Tele-MANAS to Community Models : India’s Fight Against Suicide

Tele-MANAS to Community Models : India’s Fight Against Suicide

Context

Recently, a 25-year-old MBBS graduate from Hyderabad was saved from an attempted suicide after contacting the Tele-MANAS helpline. This case underlines both the magnitude of suicide in India and the critical role of accessible mental health services in saving lives.


What is Suicide?

  • Definition: Suicide is the voluntary and intentional act of ending one’s own life.
  • Complex issue: It is not merely a mental health disorder, but also shaped by social, cultural, biological, psychological, and environmental factors.
  • Social roots: Poverty, discrimination, gender inequity, and isolation are important underlying causes.

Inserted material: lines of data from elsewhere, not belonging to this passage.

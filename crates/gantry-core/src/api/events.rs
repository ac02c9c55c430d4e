//! Timeline event endpoints.

use log::debug;

use super::ApiClient;
use crate::error::{ApiResultExt, Result};
use crate::models::{EventSubmission, TimelineEvent};

impl ApiClient {
    /// Fetch the full timeline event list for a project.
    ///
    /// Always returns the complete snapshot; derived state is recomputed
    /// from it on every call rather than patched incrementally.
    pub async fn list_events(&self, project_id: &str) -> Result<Vec<TimelineEvent>> {
        let url = format!("{}/projects/{}/timeline-events", self.base_url, project_id);
        debug!("GET {url}");

        let response = self
            .authorize(self.client.get(&url))
            .send()
            .await
            .api_context("Failed to fetch timeline events")?;
        let response = Self::check_status(response).await?;

        response
            .json()
            .await
            .api_context("Failed to parse timeline events response")
    }

    /// Create a new timeline event for a project.
    pub async fn create_event(
        &self,
        project_id: &str,
        submission: &EventSubmission,
    ) -> Result<TimelineEvent> {
        let url = format!("{}/projects/{}/timeline-events", self.base_url, project_id);
        debug!("POST {url}");

        let response = self
            .authorize(self.client.post(&url).json(submission))
            .send()
            .await
            .api_context("Failed to create timeline event")?;
        let response = Self::check_status(response).await?;

        response
            .json()
            .await
            .api_context("Failed to parse created event response")
    }
}
//! High-level tracker API for construction timelines.
//!
//! This module provides the main [`Tracker`] interface for interacting with
//! a project's construction timeline. The tracker acts as the central
//! coordinator between the application layers and the project API,
//! implementing the sequential-phase rules on top of raw timeline events.
//!
//! # Architecture Overview
//!
//! The tracker module is organized into submodules that handle different
//! aspects of the timeline workflow:
//!
//! ```text
//! ┌─────────────────────┐    ┌─────────────────┐    ┌─────────────────┐
//! │      Handlers       │    │   Operations    │    │   Project API   │
//! │ (timeline_handlers) │───▶│ (timeline_ops)  │───▶│   (via api/)    │
//! └─────────────────────┘    └─────────────────┘    └─────────────────┘
//!     User Interface          Timeline Logic          Remote State
//! ```
//!
//! ## Submodules
//!
//! - [`builder`]: Factory for creating [`Tracker`] instances with configuration
//! - [`timeline_handlers`]: High-level operations (show, record, progress, etc.)
//! - [`timeline_ops`]: Lower-level fetch and derivation operations
//!
//! ## Design Principles
//!
//! 1. **Stateless**: The server owns all state; every view is re-derived
//!    from a fresh event snapshot
//! 2. **Fail Fast Locally**: Input validation and the sequential lock check
//!    run before any mutation is sent
//! 3. **Error Propagation**: Comprehensive error handling with context
//! 4. **Display Integration**: Results formatted via the display system
//!
//! # Usage Examples
//!
//! ## Creating a Tracker
//!
//! ```rust
//! use gantry_core::TrackerBuilder;
//!
//! # fn example() -> Result<(), Box<dyn std::error::Error>> {
//! let tracker = TrackerBuilder::new()
//!     .with_api_url(Some("https://api.example.com"))
//!     .with_api_token(Some("secret-token"))
//!     .with_project(Some("proj-7"))
//!     .build()?;
//! # Ok(())
//! # }
//! ```
//!
//! ## Recording an Update
//!
//! ```rust,no_run
//! use gantry_core::{params::RecordUpdate, TrackerBuilder};
//!
//! # async fn example() -> Result<(), Box<dyn std::error::Error>> {
//! let tracker = TrackerBuilder::new()
//!     .with_api_url(Some("https://api.example.com"))
//!     .with_project(Some("proj-7"))
//!     .build()?;
//!
//! let params = RecordUpdate {
//!     phase: "Foundation".to_string(),
//!     title: "Slab poured".to_string(),
//!     description: Some("Concrete cured over the weekend".to_string()),
//!     status: "completed".to_string(),
//!     ..Default::default()
//! };
//! let result = tracker.record_update(&params).await?;
//! println!("{result}");
//! # Ok(())
//! # }
//! ```

use crate::{api::ApiClient, error::GantryError, error::Result};

// Module declarations
pub mod builder;
pub mod timeline_handlers;
pub mod timeline_ops;


// Re-export the main types
pub use builder::TrackerBuilder;

/// Main tracker interface for reading and advancing a construction timeline.
#[derive(Debug)]
pub struct Tracker {
    pub(crate) api: ApiClient,
    pub(crate) project: Option<String>,
}

impl Tracker {
    /// Creates a new tracker over the given API client.
    pub(crate) fn new(api: ApiClient, project: Option<String>) -> Self {
        Self { api, project }
    }

    /// Resolve the project ID for an operation.
    ///
    /// A per-call override beats the configured default project.
    pub(crate) fn resolve_project<'a>(&'a self, override_id: Option<&'a str>) -> Result<&'a str> {
        override_id
            .or(self.project.as_deref())
            .ok_or_else(|| GantryError::Configuration {
                message: "No project selected. Pass --project, set GANTRY_PROJECT, or add \
                          project to the config file."
                    .to_string(),
            })
    }
}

Challenges in Suicide Prevention

  • Shortage of professionals
    • India has only 0.75 psychiatrists per 1,00,000 people, much lower than the WHO standard of 3 per 1,00,000.
    • Severe shortage of clinical psychologists and psychiatric nurses.
    • Example: In Kerala, this shortage is a critical barrier in mental health care.
  • Inadequate resources
    • Many helplines operate with limited staff, poor infrastructure, and restricted hours.
    • Counsellors often lack specialised training.
  • Inaccessibility and high cost
    • Despite some reduction in stigma, mental health care remains costly and difficult to access.
    • Example: In Kolkata, even working professionals with depression face difficulty accessing timely help.

Measures Taken by States

  • Karnataka
    • Suicide rate: 20.2 per lakh population (2022) vs national average of 12.4.
    • SURAKSHA Project (under N-SPRITE): Community-based suicide prevention with NIMHANS, state govt., and corporate partners.
  • Kerala
    • Jeevanraksha programme: Trains community gatekeepers to spot warning signs, give psychological first aid, and refer cases.
    • Additional district-level mental health programmes, including one for post-partum depression.
  • Tamil Nadu
    • Tele-MANAS integration with School Education and Social Welfare helplines.
    • Strengthened District Mental Health Programme, improving accessibility and reducing stigma.

The Way Forward

  • Acknowledging the problem
    • Suicide must be seen as a public health and social issue, not just a psychiatric one.
  • Addressing systemic causes
    • Focus on poverty alleviation, employment, gender justice, and social inclusion.
  • Timely interventions
    • Build an ecosystem of empathy, inclusion, and rapid support.
    • Urgency: 1.7 lakh suicides in 2022 and 1.8 million Tele-MANAS calls (till Feb 2025).
  • Strengthening resources
    • Increase government funding for trained human resources, awareness campaigns, and infrastructure.
  • Community participation
    • Expand school and college-level mental health programmes.
    • Train community volunteers to act as first responders.
    • Tackle stigma through awareness campaigns.

Conclusion

Suicide in India is both a mental health crisis and a social challenge. While initiatives like Tele-MANAS, SURAKSHA, and Jeevanraksha show promise, a comprehensive strategy is required. This must combine policy reforms, increased funding, professional training, and community-based interventions. Only through such an integrated approach can India effectively reduce its high suicide burden and ensure mental well-being for all.